::: Given data

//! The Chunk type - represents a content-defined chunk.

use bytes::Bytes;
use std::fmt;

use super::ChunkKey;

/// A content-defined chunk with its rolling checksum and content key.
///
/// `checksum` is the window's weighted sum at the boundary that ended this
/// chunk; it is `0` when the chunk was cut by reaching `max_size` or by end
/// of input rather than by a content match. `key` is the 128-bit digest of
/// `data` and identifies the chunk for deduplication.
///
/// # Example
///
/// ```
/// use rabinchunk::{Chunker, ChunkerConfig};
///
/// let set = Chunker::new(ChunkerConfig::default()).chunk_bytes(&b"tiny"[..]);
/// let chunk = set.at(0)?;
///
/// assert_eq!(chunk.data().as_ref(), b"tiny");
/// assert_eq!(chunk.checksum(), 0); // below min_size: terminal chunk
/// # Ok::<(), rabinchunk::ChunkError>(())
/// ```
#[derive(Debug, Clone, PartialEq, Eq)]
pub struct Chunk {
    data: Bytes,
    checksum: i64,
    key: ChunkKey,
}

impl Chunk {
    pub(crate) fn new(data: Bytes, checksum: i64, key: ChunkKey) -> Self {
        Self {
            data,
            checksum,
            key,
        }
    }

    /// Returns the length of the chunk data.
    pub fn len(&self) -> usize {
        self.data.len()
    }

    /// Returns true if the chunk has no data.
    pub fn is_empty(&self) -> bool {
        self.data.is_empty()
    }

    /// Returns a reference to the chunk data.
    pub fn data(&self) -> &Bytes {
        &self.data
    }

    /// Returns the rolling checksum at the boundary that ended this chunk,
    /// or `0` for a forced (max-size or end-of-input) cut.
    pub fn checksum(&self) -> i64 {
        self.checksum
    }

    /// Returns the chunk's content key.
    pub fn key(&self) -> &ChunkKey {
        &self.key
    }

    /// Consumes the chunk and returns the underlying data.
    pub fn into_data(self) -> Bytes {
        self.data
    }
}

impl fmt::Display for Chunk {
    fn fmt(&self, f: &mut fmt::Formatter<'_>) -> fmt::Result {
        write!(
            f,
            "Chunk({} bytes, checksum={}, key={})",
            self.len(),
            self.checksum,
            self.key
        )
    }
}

::::::
::: Given data

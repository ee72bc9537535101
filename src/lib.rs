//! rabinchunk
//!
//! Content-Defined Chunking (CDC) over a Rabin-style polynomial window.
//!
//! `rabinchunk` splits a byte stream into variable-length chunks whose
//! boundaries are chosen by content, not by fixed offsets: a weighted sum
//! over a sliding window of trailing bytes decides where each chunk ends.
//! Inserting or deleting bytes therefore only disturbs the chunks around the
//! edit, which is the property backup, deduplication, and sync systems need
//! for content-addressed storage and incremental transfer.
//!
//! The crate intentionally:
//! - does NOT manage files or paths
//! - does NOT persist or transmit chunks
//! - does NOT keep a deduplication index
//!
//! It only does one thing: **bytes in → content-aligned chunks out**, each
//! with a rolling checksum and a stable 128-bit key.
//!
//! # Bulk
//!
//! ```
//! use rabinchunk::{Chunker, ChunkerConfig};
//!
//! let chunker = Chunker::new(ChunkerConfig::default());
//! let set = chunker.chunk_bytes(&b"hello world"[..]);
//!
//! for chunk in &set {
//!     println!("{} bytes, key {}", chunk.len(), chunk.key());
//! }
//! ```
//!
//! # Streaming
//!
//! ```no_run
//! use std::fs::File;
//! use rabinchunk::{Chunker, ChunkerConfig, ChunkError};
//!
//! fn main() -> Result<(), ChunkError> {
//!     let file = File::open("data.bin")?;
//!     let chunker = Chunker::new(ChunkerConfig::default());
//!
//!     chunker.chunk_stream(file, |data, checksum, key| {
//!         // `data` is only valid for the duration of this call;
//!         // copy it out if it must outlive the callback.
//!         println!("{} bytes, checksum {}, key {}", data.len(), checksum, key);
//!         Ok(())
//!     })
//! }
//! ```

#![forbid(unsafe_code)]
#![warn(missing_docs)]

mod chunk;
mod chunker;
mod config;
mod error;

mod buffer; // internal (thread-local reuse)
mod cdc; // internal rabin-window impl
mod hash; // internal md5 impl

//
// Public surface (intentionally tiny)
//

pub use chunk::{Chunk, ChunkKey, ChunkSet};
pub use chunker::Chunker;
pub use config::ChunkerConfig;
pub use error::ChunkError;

::::::
::: Given data

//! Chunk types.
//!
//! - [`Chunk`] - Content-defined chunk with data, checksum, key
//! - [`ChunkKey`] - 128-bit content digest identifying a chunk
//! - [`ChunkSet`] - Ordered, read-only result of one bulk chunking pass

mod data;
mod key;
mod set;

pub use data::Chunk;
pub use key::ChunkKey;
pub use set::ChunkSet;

::::::

Exercise requirements
Look through the data above and return each line where the string "only" occurs.

Answer section
//! Inserting or deleting bytes therefore only disturbs the chunks around the
//! It only does one thing: **bytes in → content-aligned chunks out**, each
//!         // `data` is only valid for the duration of this call;
//! - [`ChunkSet`] - Ordered, read-only result of one bulk chunking pass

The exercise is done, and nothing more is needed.